Step 2: Setting Networking
- Open up port 5055 (or whichever port you configured for the server) in the Windows firewall in public domain, assign it to the Photon Socket Server executable.
- If the server is behind a router, then open the same port and forward the target port (which could be anything) to the server’s IP internal address to port 5055 for UDP & TCP.
- If you want to make the server available to others easily then it needs a static IP or hostname. If you don’t have a static IP, then use No-IP or another Dynamic DNS server to give it a fixed name that resolves to the IP. See http://wartothecore.com/blog/2018/07/17/adjusting-local-server-to-work-over-the-internet-public-using-no-ip/ for more details.
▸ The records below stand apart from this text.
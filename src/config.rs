//! TOML-based system configuration and household preset definitions.

use std::fmt;
use std::fs;
use std::path::Path;

use serde::Deserialize;

use crate::sizing::{Appliance, DEFAULT_EFFICIENCY_LOSS, DEFAULT_SUN_HOURS, SolarSystem};

/// Top-level sizing configuration parsed from TOML.
///
/// All fields have defaults. Load from TOML with
/// [`SystemConfig::from_toml_file`] or pick a built-in household with
/// [`SystemConfig::from_preset`].
#[derive(Debug, Clone, Default, Deserialize)]
#[serde(deny_unknown_fields)]
pub struct SystemConfig {
    /// Panel and site parameters.
    #[serde(default)]
    pub solar: SolarConfig,
    /// Household loads.
    #[serde(default)]
    pub appliances: Vec<Appliance>,
}

/// Panel and site parameters.
#[derive(Debug, Clone, Deserialize)]
#[serde(default, deny_unknown_fields)]
pub struct SolarConfig {
    /// Rated output of one panel (W).
    pub panel_wattage: f64,
    /// Peak-equivalent sun hours per day.
    pub average_sun_hours: f64,
    /// Loss fraction between panel and load, in `[0, 1)`.
    pub efficiency_loss: f64,
}

impl Default for SolarConfig {
    fn default() -> Self {
        Self {
            panel_wattage: 300.0,
            average_sun_hours: DEFAULT_SUN_HOURS,
            efficiency_loss: DEFAULT_EFFICIENCY_LOSS,
        }
    }
}

impl SolarConfig {
    /// Converts the table into the sizing parameter struct.
    pub fn to_system(&self) -> SolarSystem {
        SolarSystem {
            panel_wattage: self.panel_wattage,
            average_sun_hours: self.average_sun_hours,
            efficiency_loss: self.efficiency_loss,
        }
    }
}

/// Configuration error with field path and constraint description.
#[derive(Debug)]
pub struct ConfigError {
    /// Dotted field path (e.g., `"solar.panel_wattage"`).
    pub field: String,
    /// Human-readable constraint description.
    pub message: String,
}

impl fmt::Display for ConfigError {
    fn fmt(&self, f: &mut fmt::Formatter<'_>) -> fmt::Result {
        write!(f, "config error: {}: {}", self.field, self.message)
    }
}

impl std::error::Error for ConfigError {}

impl SystemConfig {
    /// Weekend cabin: lights, phone charging, a small fridge.
    pub fn cabin() -> Self {
        Self {
            solar: SolarConfig::default(),
            appliances: vec![
                Appliance::new("LED lights", 40.0, 5.0),
                Appliance::new("Phone charging", 10.0, 3.0),
                Appliance::new("12V fridge", 60.0, 8.0),
                Appliance::new("Water pump", 100.0, 0.5),
            ],
        }
    }

    /// Full-time tiny home on a modest site.
    pub fn tiny_home() -> Self {
        Self {
            solar: SolarConfig {
                panel_wattage: 350.0,
                average_sun_hours: 4.5,
                ..SolarConfig::default()
            },
            appliances: vec![
                Appliance::new("LED lights", 60.0, 6.0),
                Appliance::new("Refrigerator", 150.0, 8.0),
                Appliance::new("Laptop", 60.0, 6.0),
                Appliance::new("Router", 10.0, 24.0),
                Appliance::new("Water pump", 250.0, 1.0),
                Appliance::new("Induction hob", 1800.0, 0.75),
            ],
        }
    }

    /// Family homestead with workshop tools and a chest freezer.
    pub fn homestead() -> Self {
        Self {
            solar: SolarConfig {
                panel_wattage: 400.0,
                average_sun_hours: 4.0,
                efficiency_loss: 0.25,
            },
            appliances: vec![
                Appliance::new("LED lights", 120.0, 6.0),
                Appliance::new("Refrigerator", 180.0, 10.0),
                Appliance::new("Chest freezer", 100.0, 12.0),
                Appliance::new("Washing machine", 500.0, 1.0),
                Appliance::new("Well pump", 750.0, 1.5),
                Appliance::new("Workshop tools", 1200.0, 1.0),
                Appliance::new("Television", 100.0, 4.0),
                Appliance::new("Laptops", 120.0, 8.0),
            ],
        }
    }

    /// Available preset names.
    pub const PRESETS: &[&str] = &["cabin", "tiny_home", "homestead"];

    /// Loads a configuration from a named preset.
    ///
    /// # Errors
    ///
    /// Returns a `ConfigError` if the preset name is unknown.
    pub fn from_preset(name: &str) -> Result<Self, ConfigError> {
        match name {
            "cabin" => Ok(Self::cabin()),
            "tiny_home" => Ok(Self::tiny_home()),
            "homestead" => Ok(Self::homestead()),
            _ => Err(ConfigError {
                field: "preset".to_string(),
                message: format!(
                    "unknown preset \"{name}\", available: {}",
                    Self::PRESETS.join(", ")
                ),
            }),
        }
    }

    /// Parses a configuration from a TOML file.
    ///
    /// # Errors
    ///
    /// Returns a `ConfigError` if the file cannot be read or the TOML is invalid.
    pub fn from_toml_file(path: &Path) -> Result<Self, ConfigError> {
        let content = fs::read_to_string(path).map_err(|e| ConfigError {
            field: "config".to_string(),
            message: format!("cannot read \"{}\": {e}", path.display()),
        })?;
        Self::from_toml_str(&content)
    }

    /// Parses a configuration from a TOML string.
    ///
    /// # Errors
    ///
    /// Returns a `ConfigError` if the TOML is invalid or contains unknown fields.
    pub fn from_toml_str(s: &str) -> Result<Self, ConfigError> {
        toml::from_str(s).map_err(|e| ConfigError {
            field: "toml".to_string(),
            message: e.to_string(),
        })
    }

    /// Solar parameters as a sizing input.
    pub fn system(&self) -> SolarSystem {
        self.solar.to_system()
    }

    /// Validates all fields and returns a list of errors.
    ///
    /// Returns an empty vector if configuration is valid.
    pub fn validate(&self) -> Vec<ConfigError> {
        let mut errors = Vec::new();

        if let Err(e) = self.system().validate() {
            errors.push(ConfigError {
                field: format!("solar.{}", e.field()),
                message: e.message().to_string(),
            });
        }

        for (i, appliance) in self.appliances.iter().enumerate() {
            if appliance.name.trim().is_empty() {
                errors.push(ConfigError {
                    field: format!("appliances[{i}].name"),
                    message: "must not be empty".into(),
                });
            }
            if let Err(e) = appliance.watt_hours() {
                errors.push(ConfigError {
                    field: format!("appliances[{i}].{}", e.field()),
                    message: e.message().to_string(),
                });
            }
        }

        errors
    }
}

#[cfg(test)]
mod tests {
    use super::*;

    #[test]
    fn cabin_preset_valid() {
        let cfg = SystemConfig::cabin();
        let errors = cfg.validate();
        assert!(errors.is_empty(), "cabin should be valid: {errors:?}");
    }

    #[test]
    fn from_preset_unknown() {
        let err = SystemConfig::from_preset("yacht");
        assert!(err.is_err());
        let e = err.unwrap_err();
        assert!(e.message.contains("unknown preset"));
    }

    #[test]
    fn all_presets_are_valid() {
        for name in SystemConfig::PRESETS {
            let cfg = SystemConfig::from_preset(name);
            assert!(cfg.is_ok(), "preset \"{name}\" should load");
            let errors = cfg.as_ref().map(|c| c.validate()).unwrap_or_default();
            assert!(
                errors.is_empty(),
                "preset \"{name}\" should be valid: {errors:?}"
            );
        }
    }

    #[test]
    fn valid_toml_parses() {
        let toml = r#"
[solar]
panel_wattage = 400.0
average_sun_hours = 6.0
efficiency_loss = 0.15

[[appliances]]
name = "Fridge"
watts = 150.0
hours_per_day = 8.0

[[appliances]]
name = "Lights"
watts = 60.0
hours_per_day = 5.0
"#;
        let cfg = SystemConfig::from_toml_str(toml);
        assert!(cfg.is_ok(), "valid TOML should parse: {:?}", cfg.err());
        let cfg = cfg.ok();
        assert_eq!(cfg.as_ref().map(|c| c.solar.panel_wattage), Some(400.0));
        assert_eq!(cfg.as_ref().map(|c| c.appliances.len()), Some(2));
        assert_eq!(
            cfg.as_ref().map(|c| c.appliances[0].name.as_str()),
            Some("Fridge")
        );
    }

    #[test]
    fn invalid_toml_unknown_field() {
        let toml = r#"
[solar]
panel_wattage = 300.0
inverter = "pure sine"
"#;
        assert!(SystemConfig::from_toml_str(toml).is_err());
    }

    #[test]
    fn partial_toml_uses_defaults() {
        let toml = r#"
[solar]
panel_wattage = 450.0
"#;
        let cfg = SystemConfig::from_toml_str(toml).ok();
        assert_eq!(cfg.as_ref().map(|c| c.solar.panel_wattage), Some(450.0));
        assert_eq!(cfg.as_ref().map(|c| c.solar.average_sun_hours), Some(5.0));
        assert_eq!(cfg.as_ref().map(|c| c.solar.efficiency_loss), Some(0.2));
        assert_eq!(cfg.as_ref().map(|c| c.appliances.len()), Some(0));
    }

    #[test]
    fn validation_catches_zero_wattage() {
        let mut cfg = SystemConfig::cabin();
        cfg.solar.panel_wattage = 0.0;
        let errors = cfg.validate();
        assert!(errors.iter().any(|e| e.field == "solar.panel_wattage"));
    }

    #[test]
    fn validation_reports_every_bad_appliance() {
        let mut cfg = SystemConfig::cabin();
        cfg.appliances.push(Appliance::new("Heater", 2000.0, 30.0));
        cfg.appliances.push(Appliance::new("", 10.0, 1.0));
        let errors = cfg.validate();
        assert!(errors.iter().any(|e| e.field == "appliances[4].hours_per_day"));
        assert!(errors.iter().any(|e| e.field == "appliances[5].name"));
    }

    #[test]
    fn validation_message_names_field_once() {
        let mut cfg = SystemConfig::cabin();
        cfg.solar.panel_wattage = 0.0;
        let errors = cfg.validate();
        let text = errors
            .iter()
            .find(|e| e.field == "solar.panel_wattage")
            .map(ToString::to_string);
        assert_eq!(
            text.as_deref(),
            Some("config error: solar.panel_wattage: must be > 0")
        );
    }

    #[test]
    fn homestead_uses_more_energy_than_cabin() {
        let cabin = crate::sizing::total_watt_hours(&SystemConfig::cabin().appliances);
        let home = crate::sizing::total_watt_hours(&SystemConfig::homestead().appliances);
        assert!(home.unwrap_or(0.0) > cabin.unwrap_or(f64::MAX));
    }
}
Step 3: Exposing it in the game
If you want to make the server show up in the game’s servers list, then you need to add it to our API (WebApiHost\Controllers\ServerInfoController.cs at the time of this writing). Then publish the API. This should make it accessible via http://api.wartothecore.com/api/ServerInfo.
Step 4: Test your server
Launch the game and try to connect to the new server or use the Test Client to test it.